Bro, 520 on 9lbs is absolutely impossible. I'm not hating. With physics involved, it's not possible. Your car stock makes 210-220 rear wheel horse. You added cams, ported heads and a small supercharger making 9lbs. 14.7 is what is called stoichiometry power. Meaning that's what what the air is. 14off air to 7 of fuel. When an engine sees 14.7( let's just say 15) it thinks it's now double the size, meaning you should double your power. Even if you did 15lbs of boost pressure, you still would not be close. I'm sorry, but I would have a sit down with tuner. He is ballooning your numbers.

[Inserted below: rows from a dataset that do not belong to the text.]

use anyhow::{Context, Result};
use colored::Colorize;
use std::process::Command;
use std::time::Instant;

/// Crates that must build without std for the firmware target.
const NO_STD_CRATES: [&str; 5] = ["platform", "sdcard", "flash", "track", "playback"];

pub fn run() -> Result<()> {
    println!();
    println!("{}", "🔍 Checking firmware builds...".cyan().bold());
    println!();

    let total_start = Instant::now();

    // Check 1: Hardware target
    println!("{}", "  Checking hardware target (STM32H7)...".cyan());
    let hw_start = Instant::now();

    let hw_output = Command::new("cargo")
        .args([
            "check",
            "-p",
            "firmware",
            "--target",
            "thumbv7em-none-eabihf",
            "--features",
            "hardware",
        ])
        .output()
        .context("Failed to check hardware build")?;

    if !hw_output.status.success() {
        eprintln!("{}", "  ✗ Hardware check failed".red().bold());
        eprintln!();
        eprintln!("{}", String::from_utf8_lossy(&hw_output.stderr));
        anyhow::bail!("Hardware check failed");
    }

    println!(
        "{}",
        format!(
            "  ✓ Hardware check passed in {:.2}s",
            hw_start.elapsed().as_secs_f64()
        )
        .green()
    );
    println!();

    // Check 2: Host build with the simulators
    println!("{}", "  Checking host build (std mocks)...".cyan());
    let host_start = Instant::now();

    let host_output = Command::new("cargo")
        .args(["check", "-p", "firmware", "--features", "std", "--all-targets"])
        .output()
        .context("Failed to check host build")?;

    if !host_output.status.success() {
        eprintln!("{}", "  ✗ Host check failed".red().bold());
        eprintln!();
        eprintln!("{}", String::from_utf8_lossy(&host_output.stderr));
        anyhow::bail!("Host check failed");
    }

    println!(
        "{}",
        format!(
            "  ✓ Host check passed in {:.2}s",
            host_start.elapsed().as_secs_f64()
        )
        .green()
    );
    println!();

    // Check 3: Library crates (no_std compatibility)
    println!("{}", "  Checking library crates (no_std)...".cyan());
    let no_std_start = Instant::now();

    for krate in NO_STD_CRATES {
        let output = Command::new("cargo")
            .args([
                "check",
                "-p",
                krate,
                "--target",
                "thumbv7em-none-eabihf",
                "--no-default-features",
                "--features",
                "defmt",
            ])
            .output()
            .with_context(|| format!("Failed to check {krate}"))?;

        if !output.status.success() {
            eprintln!("{}", format!("  ✗ {krate} no_std check failed").red().bold());
            eprintln!();
            eprintln!("{}", String::from_utf8_lossy(&output.stderr));
            anyhow::bail!("{krate} no_std check failed");
        }
    }

    println!(
        "{}",
        format!(
            "  ✓ no_std checks passed in {:.2}s",
            no_std_start.elapsed().as_secs_f64()
        )
        .green()
    );
    println!();

    // Check 4: Clippy lints
    println!("{}", "  Running clippy lints...".cyan());
    let clippy_start = Instant::now();

    let clippy_output = Command::new("cargo")
        .args(["clippy", "--workspace", "--all-targets", "--", "-D", "warnings"])
        .output()
        .context("Failed to run clippy")?;

    if !clippy_output.status.success() {
        eprintln!("{}", "  ⚠ Clippy warnings found".yellow().bold());
        eprintln!();
        eprintln!("{}", String::from_utf8_lossy(&clippy_output.stderr));
        // Don't fail on clippy warnings, just show them
    } else {
        println!(
            "{}",
            format!(
                "  ✓ Clippy passed in {:.2}s",
                clippy_start.elapsed().as_secs_f64()
            )
            .green()
        );
    }
    println!();

    // Check 5: Format check
    println!("{}", "  Checking code formatting...".cyan());

    let fmt_output = Command::new("cargo")
        .args(["fmt", "--all", "--check"])
        .output()
        .context("Failed to run cargo fmt")?;

    if !fmt_output.status.success() {
        eprintln!("{}", "  ⚠ Formatting issues found".yellow().bold());
        eprintln!("     Run 'cargo fmt --all' to fix");
        // Don't fail on format issues
    } else {
        println!("{}", "  ✓ Formatting check passed".green());
    }
    println!();

    println!(
        "{}",
        format!(
            "✓ All checks completed in {:.2}s",
            total_start.elapsed().as_secs_f64()
        )
        .green()
        .bold()
    );
    println!();

    Ok(())
}
use anyhow::{Context, Result};
use colored::Colorize;
use std::process::Command;
use std::time::Instant;

/// Crates with host tests; the firmware crate runs its own against the simulators.
const TESTED_CRATES: [&str; 7] = ["platform", "sdcard", "flash", "track", "playback", "firmware", "xtask"];

pub fn run(unit_only: bool, integration_only: bool) -> Result<()> {
    println!();
    println!("{}", "🧪 Running host tests...".cyan().bold());
    println!();

    let total_start = Instant::now();

    if !integration_only {
        println!("{}", "  Running unit tests...".cyan());
        for krate in TESTED_CRATES {
            // xtask is a binary crate; its unit tests live in the bin target.
            let selector: &[&str] = if krate == "xtask" { &["--bins"] } else { &["--lib"] };
            run_suite(krate, selector, true)?;
        }
        println!();
    }

    if !unit_only {
        println!("{}", "  Running integration tests...".cyan());
        for krate in TESTED_CRATES {
            // No tests/ directory in xtask.
            if krate != "xtask" {
                run_suite(krate, &["--test", "*"], true)?;
            }
        }
        println!();
    }

    println!("{}", "  Running doc tests...".cyan());
    for krate in TESTED_CRATES.iter().filter(|k| **k != "xtask") {
        // Don't fail on doc test failures
        run_suite(krate, &["--doc"], false)?;
    }
    println!();

    println!(
        "{}",
        format!(
            "✓ All tests completed in {:.2}s",
            total_start.elapsed().as_secs_f64()
        )
        .green()
        .bold()
    );
    println!();

    Ok(())
}

fn run_suite(krate: &str, selector: &[&str], required: bool) -> Result<()> {
    let start = Instant::now();
    let mut cmd = Command::new("cargo");
    cmd.args(["test", "-p", krate]).args(selector);
    let output = cmd
        .output()
        .with_context(|| format!("Failed to run tests for {krate}"))?;

    let stdout = String::from_utf8_lossy(&output.stdout);
    if output.status.success() {
        println!(
            "{}",
            format!(
                "    ✓ {krate}: {} in {:.2}s",
                extract_test_summary(&stdout),
                start.elapsed().as_secs_f64()
            )
            .green()
        );
        return Ok(());
    }

    if !required {
        println!("{}", format!("    ⚠ {krate}: doc tests failed").yellow());
        return Ok(());
    }
    eprintln!("{}", format!("    ✗ {krate} failed").red().bold());
    eprintln!();
    for line in stdout.lines() {
        eprintln!("  {}", line);
    }
    eprintln!("{}", String::from_utf8_lossy(&output.stderr));
    anyhow::bail!("Tests failed in {krate}");
}

fn extract_test_summary(output: &str) -> String {
    // Look for lines like "test result: ok. 5 passed; 0 failed; 0 ignored; 0 measured; 0 filtered out"
    let mut passed = 0u32;
    let mut failed = 0u32;
    let mut seen = false;
    for line in output.lines() {
        let Some(summary) = line.split("test result:").nth(1) else {
            continue;
        };
        seen = true;
        for part in summary.split(';') {
            let mut words = part.split_whitespace().rev();
            let (Some(label), Some(count)) = (words.next(), words.next()) else {
                continue;
            };
            let count: u32 = count.parse().unwrap_or(0);
            match label {
                "passed" => passed += count,
                "failed" => failed += count,
                _ => {}
            }
        }
    }
    if seen {
        format!("{passed} passed, {failed} failed")
    } else {
        "(summary not available)".to_string()
    }
}

#[cfg(test)]
mod tests {
    use super::extract_test_summary;

    #[test]
    fn sums_every_result_line() {
        let output = "running 3 tests\n\
            test result: ok. 3 passed; 0 failed; 0 ignored; 0 measured; 0 filtered out\n\
            test result: ok. 2 passed; 1 failed; 0 ignored; 0 measured; 0 filtered out\n";
        assert_eq!(extract_test_summary(output), "5 passed, 1 failed");
    }

    #[test]
    fn missing_summary_is_reported() {
        assert_eq!(extract_test_summary("error: no tests"), "(summary not available)");
    }
}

Myself and buddies of mine, have stroked engines, cams, intake ported heads, with 20lbs of boost and making 650-700. 11 more pounds of boost with much more done and only 100 more hp. It's just not possible. Your rear and tranny would not take thar either. It just pisses me off how tuners take advantage and make you think you have so much more than you do. Just looking out. Peace
@@robvas he’s not wrong, ambient atmospheric pressure is close to 14 psi. 220 stock at 14psi or ambient. 440 under 14 pounds of boost. Ambient + 14 psi = 440.
@@prestonsarlo I have an 04, and when I would do a pull like that the car would shut off. It only happened a couple times, but when it shuts off so does your power steering. Once the car is back on your power steering is back to normal.